-- Records supplied --
================
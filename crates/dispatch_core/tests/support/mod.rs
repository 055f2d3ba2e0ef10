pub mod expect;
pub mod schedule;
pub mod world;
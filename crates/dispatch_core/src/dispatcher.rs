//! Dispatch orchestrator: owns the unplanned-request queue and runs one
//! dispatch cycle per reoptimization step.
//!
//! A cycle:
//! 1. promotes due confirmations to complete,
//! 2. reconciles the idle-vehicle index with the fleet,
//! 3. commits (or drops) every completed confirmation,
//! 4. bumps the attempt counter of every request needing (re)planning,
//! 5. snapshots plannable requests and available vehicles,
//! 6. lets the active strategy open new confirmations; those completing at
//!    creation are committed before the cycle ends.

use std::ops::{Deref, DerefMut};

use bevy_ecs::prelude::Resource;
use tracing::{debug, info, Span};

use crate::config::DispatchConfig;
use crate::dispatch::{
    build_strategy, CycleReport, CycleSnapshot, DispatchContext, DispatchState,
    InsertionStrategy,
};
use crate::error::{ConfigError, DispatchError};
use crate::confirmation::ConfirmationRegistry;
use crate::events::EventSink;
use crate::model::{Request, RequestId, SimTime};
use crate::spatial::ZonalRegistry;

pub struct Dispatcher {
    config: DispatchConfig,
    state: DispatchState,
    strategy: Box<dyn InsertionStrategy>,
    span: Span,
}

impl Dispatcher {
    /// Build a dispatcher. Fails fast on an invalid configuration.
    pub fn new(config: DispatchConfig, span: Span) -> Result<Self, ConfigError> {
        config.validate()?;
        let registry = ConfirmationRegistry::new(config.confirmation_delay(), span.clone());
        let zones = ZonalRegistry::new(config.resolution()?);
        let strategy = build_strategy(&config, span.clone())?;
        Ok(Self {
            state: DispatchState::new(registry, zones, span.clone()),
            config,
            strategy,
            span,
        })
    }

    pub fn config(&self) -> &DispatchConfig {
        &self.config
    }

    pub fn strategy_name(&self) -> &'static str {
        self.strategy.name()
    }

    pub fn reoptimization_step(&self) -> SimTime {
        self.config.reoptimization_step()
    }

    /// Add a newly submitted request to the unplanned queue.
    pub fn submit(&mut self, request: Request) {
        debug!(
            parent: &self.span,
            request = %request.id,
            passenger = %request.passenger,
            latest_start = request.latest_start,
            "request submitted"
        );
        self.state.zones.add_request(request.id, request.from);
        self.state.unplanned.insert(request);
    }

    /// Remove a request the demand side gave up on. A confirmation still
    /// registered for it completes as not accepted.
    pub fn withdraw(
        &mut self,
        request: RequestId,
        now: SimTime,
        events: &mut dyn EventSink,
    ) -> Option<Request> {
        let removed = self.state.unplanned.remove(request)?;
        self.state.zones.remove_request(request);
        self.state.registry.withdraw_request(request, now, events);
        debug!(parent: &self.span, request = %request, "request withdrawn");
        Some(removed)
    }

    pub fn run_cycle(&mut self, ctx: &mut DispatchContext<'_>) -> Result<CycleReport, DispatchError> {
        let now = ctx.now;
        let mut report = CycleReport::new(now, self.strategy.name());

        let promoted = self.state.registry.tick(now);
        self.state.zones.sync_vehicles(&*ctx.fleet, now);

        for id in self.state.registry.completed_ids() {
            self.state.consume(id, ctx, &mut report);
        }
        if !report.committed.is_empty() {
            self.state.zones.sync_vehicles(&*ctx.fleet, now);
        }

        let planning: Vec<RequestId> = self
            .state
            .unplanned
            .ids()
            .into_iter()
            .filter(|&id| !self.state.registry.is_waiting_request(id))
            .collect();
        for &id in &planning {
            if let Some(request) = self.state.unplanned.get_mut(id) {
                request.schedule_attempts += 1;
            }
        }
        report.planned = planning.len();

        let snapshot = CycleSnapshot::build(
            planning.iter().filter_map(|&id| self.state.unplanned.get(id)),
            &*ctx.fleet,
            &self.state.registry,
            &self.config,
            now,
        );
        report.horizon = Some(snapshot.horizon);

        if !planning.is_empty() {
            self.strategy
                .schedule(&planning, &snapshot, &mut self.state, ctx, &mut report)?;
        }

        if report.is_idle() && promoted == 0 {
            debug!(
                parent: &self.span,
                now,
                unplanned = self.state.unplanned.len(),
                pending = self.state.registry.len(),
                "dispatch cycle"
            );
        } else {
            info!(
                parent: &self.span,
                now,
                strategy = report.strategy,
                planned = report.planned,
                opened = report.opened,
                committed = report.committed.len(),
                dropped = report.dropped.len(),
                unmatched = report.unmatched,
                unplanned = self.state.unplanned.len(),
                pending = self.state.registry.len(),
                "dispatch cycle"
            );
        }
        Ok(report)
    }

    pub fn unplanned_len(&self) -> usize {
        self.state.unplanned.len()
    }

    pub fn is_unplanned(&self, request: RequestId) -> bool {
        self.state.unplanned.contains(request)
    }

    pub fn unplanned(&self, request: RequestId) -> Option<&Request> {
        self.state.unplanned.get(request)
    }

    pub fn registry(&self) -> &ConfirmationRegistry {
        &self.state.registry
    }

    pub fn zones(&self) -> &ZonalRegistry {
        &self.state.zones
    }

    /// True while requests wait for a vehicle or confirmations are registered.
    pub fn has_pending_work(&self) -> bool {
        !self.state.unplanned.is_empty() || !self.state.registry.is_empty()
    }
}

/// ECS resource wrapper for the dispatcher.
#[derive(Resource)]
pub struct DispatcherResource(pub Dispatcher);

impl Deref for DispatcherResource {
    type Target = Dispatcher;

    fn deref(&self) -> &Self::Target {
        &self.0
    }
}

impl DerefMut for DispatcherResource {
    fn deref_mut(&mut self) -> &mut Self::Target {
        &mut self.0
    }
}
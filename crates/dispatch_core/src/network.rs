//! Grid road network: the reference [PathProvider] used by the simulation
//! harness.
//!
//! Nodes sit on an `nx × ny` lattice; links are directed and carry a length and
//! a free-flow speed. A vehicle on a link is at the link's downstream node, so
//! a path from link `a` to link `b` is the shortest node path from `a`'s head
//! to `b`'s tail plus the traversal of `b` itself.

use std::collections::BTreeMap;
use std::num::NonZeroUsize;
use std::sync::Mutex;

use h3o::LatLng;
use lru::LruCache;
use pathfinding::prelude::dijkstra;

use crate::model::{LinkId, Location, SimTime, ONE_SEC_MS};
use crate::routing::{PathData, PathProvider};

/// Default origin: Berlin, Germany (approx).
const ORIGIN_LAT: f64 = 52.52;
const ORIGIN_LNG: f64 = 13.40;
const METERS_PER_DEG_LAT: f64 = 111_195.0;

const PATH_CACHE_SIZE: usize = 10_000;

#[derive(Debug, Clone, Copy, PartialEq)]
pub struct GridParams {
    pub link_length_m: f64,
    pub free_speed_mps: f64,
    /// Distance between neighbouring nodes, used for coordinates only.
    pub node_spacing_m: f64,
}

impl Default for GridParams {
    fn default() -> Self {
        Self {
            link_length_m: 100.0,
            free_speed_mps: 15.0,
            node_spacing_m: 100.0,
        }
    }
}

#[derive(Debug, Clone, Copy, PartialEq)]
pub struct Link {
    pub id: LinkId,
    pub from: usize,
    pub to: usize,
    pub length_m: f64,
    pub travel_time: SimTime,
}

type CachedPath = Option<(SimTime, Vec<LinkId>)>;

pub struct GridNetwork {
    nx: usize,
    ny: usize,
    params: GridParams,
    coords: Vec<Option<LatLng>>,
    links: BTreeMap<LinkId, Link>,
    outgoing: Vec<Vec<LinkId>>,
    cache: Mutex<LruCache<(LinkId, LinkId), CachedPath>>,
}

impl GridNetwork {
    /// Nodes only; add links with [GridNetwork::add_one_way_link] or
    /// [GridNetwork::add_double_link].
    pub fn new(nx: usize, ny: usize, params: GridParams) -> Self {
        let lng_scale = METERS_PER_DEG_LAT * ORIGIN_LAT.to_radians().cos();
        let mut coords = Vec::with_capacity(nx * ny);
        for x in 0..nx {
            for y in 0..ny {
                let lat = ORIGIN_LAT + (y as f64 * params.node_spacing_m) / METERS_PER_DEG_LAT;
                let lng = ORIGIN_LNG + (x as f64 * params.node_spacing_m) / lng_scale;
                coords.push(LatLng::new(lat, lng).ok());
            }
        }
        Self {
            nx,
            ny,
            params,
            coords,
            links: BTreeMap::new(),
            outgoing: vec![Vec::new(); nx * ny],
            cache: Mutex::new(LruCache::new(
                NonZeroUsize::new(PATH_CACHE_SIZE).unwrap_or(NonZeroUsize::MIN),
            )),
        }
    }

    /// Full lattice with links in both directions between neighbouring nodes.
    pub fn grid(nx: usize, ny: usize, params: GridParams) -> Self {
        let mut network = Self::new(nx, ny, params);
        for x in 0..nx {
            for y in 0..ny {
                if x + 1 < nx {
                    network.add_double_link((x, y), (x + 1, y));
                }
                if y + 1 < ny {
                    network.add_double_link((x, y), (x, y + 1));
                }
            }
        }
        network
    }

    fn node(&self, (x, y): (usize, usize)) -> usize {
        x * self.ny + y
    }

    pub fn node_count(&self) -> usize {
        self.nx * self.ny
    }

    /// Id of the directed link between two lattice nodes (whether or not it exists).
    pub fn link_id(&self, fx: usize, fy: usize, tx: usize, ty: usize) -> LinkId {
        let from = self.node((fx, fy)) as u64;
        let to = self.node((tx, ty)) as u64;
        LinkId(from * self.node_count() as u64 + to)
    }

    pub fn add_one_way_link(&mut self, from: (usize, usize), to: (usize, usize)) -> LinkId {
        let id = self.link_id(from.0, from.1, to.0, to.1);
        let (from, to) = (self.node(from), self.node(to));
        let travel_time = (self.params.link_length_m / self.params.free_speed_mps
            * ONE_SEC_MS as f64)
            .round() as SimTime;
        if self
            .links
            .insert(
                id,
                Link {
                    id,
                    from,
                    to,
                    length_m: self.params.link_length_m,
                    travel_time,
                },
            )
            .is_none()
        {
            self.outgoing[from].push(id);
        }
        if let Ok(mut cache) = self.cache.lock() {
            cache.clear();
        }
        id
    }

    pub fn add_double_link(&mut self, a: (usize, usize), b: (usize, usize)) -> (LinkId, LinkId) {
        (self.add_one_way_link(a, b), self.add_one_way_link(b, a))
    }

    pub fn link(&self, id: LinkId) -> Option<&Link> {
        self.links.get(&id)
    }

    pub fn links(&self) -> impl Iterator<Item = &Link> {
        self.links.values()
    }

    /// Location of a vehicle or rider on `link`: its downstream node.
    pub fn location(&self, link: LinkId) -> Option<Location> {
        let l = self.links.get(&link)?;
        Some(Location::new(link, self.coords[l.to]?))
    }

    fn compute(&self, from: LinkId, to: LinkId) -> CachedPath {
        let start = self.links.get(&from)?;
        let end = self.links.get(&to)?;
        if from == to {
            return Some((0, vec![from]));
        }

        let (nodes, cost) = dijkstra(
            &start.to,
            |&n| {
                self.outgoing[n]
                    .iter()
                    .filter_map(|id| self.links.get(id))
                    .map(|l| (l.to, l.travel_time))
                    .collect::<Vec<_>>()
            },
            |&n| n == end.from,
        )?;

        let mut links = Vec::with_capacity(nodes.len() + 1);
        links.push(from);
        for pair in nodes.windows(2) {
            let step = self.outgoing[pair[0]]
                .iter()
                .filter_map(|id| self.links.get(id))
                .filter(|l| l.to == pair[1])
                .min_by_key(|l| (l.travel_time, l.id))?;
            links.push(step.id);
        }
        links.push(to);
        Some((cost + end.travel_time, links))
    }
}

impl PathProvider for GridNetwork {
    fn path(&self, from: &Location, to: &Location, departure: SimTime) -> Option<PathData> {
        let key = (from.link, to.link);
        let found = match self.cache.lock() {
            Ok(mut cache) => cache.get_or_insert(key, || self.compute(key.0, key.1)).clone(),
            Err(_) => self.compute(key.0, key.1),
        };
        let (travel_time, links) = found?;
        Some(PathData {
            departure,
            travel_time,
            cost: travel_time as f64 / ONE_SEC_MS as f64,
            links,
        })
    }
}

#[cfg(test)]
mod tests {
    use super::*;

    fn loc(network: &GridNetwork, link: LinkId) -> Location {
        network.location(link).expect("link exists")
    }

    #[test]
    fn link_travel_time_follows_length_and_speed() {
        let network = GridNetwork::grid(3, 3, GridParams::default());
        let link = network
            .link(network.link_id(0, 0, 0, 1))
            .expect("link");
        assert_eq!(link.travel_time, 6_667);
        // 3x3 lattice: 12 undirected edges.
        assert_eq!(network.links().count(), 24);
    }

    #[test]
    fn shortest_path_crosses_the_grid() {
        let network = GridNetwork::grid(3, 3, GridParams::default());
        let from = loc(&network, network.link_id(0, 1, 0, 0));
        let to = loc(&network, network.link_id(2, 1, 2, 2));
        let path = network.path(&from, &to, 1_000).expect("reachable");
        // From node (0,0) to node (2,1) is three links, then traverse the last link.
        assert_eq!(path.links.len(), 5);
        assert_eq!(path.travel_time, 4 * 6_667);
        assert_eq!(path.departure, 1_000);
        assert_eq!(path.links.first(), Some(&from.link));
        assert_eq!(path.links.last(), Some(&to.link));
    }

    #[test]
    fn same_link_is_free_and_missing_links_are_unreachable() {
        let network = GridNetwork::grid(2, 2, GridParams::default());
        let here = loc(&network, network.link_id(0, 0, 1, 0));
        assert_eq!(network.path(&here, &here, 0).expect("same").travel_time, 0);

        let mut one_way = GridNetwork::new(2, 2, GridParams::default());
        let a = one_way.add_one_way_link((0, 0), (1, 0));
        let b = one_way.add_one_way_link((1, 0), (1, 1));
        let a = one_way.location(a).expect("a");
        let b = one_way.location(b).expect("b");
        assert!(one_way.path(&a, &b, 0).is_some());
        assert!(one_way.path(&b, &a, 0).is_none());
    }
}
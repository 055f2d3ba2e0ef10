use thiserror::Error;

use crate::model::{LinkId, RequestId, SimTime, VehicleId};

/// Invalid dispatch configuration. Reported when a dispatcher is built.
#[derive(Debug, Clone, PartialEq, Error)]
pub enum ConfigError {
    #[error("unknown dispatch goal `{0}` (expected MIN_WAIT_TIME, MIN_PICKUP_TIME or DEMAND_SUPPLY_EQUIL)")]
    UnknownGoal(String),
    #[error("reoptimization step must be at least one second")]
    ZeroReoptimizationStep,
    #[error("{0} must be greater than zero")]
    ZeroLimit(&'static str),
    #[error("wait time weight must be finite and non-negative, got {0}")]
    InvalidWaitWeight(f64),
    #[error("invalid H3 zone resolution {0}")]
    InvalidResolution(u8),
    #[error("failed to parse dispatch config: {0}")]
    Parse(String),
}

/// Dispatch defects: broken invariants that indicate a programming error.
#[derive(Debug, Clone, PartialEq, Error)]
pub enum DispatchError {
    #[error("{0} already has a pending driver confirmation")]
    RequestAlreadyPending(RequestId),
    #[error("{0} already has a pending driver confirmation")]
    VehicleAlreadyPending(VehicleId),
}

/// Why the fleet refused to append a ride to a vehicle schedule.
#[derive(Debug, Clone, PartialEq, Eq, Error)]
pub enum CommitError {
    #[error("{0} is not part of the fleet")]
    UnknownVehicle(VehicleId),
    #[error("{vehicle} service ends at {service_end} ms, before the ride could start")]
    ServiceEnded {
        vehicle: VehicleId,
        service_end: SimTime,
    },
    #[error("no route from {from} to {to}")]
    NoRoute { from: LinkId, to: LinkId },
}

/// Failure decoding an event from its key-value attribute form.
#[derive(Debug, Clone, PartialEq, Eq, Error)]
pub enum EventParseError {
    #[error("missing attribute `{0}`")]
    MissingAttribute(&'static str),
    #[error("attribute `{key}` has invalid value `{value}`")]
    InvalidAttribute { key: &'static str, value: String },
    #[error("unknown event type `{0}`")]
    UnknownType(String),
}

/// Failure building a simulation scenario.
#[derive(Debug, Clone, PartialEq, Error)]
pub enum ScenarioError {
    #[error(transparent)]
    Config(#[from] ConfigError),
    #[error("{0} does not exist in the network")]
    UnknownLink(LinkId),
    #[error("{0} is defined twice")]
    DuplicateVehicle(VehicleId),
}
================
-- Task item --
Whenever "found" occurs in a line of the entries, copy that line.

-- Written answer --
        let found = match self.cache.lock() {
        let (travel_time, links) = found?;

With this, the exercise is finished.